-- Exercise objective --
Your job with the data below is to output exactly the lines from the one holding "pub mod output;" down to the one holding "#[derive(Parser, Debug)]", both included, and no others.

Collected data
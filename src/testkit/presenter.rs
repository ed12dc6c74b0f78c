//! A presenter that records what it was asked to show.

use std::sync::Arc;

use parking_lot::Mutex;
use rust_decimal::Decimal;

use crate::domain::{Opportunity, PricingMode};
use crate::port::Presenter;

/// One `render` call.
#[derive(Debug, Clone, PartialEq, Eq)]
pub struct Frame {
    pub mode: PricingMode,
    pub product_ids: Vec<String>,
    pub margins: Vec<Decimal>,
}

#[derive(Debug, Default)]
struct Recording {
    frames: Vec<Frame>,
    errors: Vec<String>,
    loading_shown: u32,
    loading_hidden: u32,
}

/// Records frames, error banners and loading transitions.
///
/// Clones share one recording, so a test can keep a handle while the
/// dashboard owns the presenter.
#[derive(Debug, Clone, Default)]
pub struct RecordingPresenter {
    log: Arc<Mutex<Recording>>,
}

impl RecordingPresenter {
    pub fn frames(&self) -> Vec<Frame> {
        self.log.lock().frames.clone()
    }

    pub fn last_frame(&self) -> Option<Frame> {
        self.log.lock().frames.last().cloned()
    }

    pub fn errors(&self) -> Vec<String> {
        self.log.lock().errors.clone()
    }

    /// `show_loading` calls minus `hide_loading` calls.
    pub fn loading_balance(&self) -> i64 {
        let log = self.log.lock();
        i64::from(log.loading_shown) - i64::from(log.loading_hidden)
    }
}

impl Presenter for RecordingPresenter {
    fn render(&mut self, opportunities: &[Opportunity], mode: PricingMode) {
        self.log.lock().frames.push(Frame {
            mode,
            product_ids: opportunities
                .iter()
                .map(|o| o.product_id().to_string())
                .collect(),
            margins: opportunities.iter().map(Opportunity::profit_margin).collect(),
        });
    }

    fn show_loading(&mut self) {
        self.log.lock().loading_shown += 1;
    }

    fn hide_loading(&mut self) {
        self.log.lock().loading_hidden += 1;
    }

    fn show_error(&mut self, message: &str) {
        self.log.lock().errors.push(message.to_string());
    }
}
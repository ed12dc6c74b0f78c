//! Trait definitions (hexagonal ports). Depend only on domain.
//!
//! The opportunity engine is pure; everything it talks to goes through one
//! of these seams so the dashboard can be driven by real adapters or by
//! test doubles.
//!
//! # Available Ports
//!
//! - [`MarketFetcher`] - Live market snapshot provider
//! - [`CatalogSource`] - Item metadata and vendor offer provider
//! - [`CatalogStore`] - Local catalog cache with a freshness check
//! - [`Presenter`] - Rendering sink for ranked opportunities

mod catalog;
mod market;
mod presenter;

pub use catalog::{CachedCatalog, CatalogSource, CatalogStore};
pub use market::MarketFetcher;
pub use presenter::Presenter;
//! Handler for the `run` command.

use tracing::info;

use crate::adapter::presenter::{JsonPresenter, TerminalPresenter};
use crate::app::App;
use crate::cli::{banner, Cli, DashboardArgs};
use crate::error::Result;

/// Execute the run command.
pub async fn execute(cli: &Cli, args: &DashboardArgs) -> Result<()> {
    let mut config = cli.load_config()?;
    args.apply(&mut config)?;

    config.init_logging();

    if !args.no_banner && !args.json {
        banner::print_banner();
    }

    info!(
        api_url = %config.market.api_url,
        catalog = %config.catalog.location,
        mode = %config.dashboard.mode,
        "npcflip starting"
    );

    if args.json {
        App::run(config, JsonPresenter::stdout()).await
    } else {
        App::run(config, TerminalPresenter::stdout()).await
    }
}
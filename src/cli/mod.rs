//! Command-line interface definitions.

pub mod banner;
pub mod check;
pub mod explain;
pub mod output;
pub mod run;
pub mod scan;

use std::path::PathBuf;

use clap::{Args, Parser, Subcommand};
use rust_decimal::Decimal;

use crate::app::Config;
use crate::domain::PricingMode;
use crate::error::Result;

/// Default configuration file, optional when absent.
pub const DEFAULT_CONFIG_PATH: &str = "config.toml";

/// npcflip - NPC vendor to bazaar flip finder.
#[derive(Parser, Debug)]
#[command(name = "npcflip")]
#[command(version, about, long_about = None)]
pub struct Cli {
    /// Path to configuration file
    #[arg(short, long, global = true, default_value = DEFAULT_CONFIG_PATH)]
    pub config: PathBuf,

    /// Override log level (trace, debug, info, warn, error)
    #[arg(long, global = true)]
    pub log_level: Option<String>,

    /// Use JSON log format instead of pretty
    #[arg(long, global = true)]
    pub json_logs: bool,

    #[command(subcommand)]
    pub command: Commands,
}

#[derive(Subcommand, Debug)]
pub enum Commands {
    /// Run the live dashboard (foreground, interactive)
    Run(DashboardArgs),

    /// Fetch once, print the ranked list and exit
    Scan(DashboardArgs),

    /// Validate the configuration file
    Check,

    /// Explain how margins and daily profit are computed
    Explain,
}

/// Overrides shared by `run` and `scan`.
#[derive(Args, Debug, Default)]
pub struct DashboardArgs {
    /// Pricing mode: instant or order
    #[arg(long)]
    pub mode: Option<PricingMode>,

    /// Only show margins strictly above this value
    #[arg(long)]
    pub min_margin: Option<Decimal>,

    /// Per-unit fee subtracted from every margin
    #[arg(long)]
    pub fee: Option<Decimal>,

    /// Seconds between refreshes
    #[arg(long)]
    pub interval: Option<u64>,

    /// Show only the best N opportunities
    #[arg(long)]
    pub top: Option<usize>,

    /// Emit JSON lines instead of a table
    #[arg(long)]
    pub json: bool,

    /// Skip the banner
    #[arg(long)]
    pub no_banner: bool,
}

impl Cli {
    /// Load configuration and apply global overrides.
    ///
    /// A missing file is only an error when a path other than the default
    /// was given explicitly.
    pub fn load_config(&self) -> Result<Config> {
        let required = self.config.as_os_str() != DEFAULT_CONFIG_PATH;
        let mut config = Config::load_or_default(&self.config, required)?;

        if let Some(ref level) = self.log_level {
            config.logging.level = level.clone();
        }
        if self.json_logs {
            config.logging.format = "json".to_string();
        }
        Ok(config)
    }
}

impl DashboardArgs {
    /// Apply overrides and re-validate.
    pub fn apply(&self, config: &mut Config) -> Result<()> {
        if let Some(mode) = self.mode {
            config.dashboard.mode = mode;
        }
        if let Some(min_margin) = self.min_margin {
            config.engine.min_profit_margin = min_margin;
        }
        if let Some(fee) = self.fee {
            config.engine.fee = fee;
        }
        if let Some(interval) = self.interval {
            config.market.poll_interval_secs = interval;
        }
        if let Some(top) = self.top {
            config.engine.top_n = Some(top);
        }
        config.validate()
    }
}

-- Solution for this task --
pub mod output;
pub mod run;
pub mod scan;

use std::path::PathBuf;

use clap::{Args, Parser, Subcommand};
use rust_decimal::Decimal;

use crate::app::Config;
use crate::domain::PricingMode;
use crate::error::Result;

/// Default configuration file, optional when absent.
pub const DEFAULT_CONFIG_PATH: &str = "config.toml";

/// npcflip - NPC vendor to bazaar flip finder.
#[derive(Parser, Debug)]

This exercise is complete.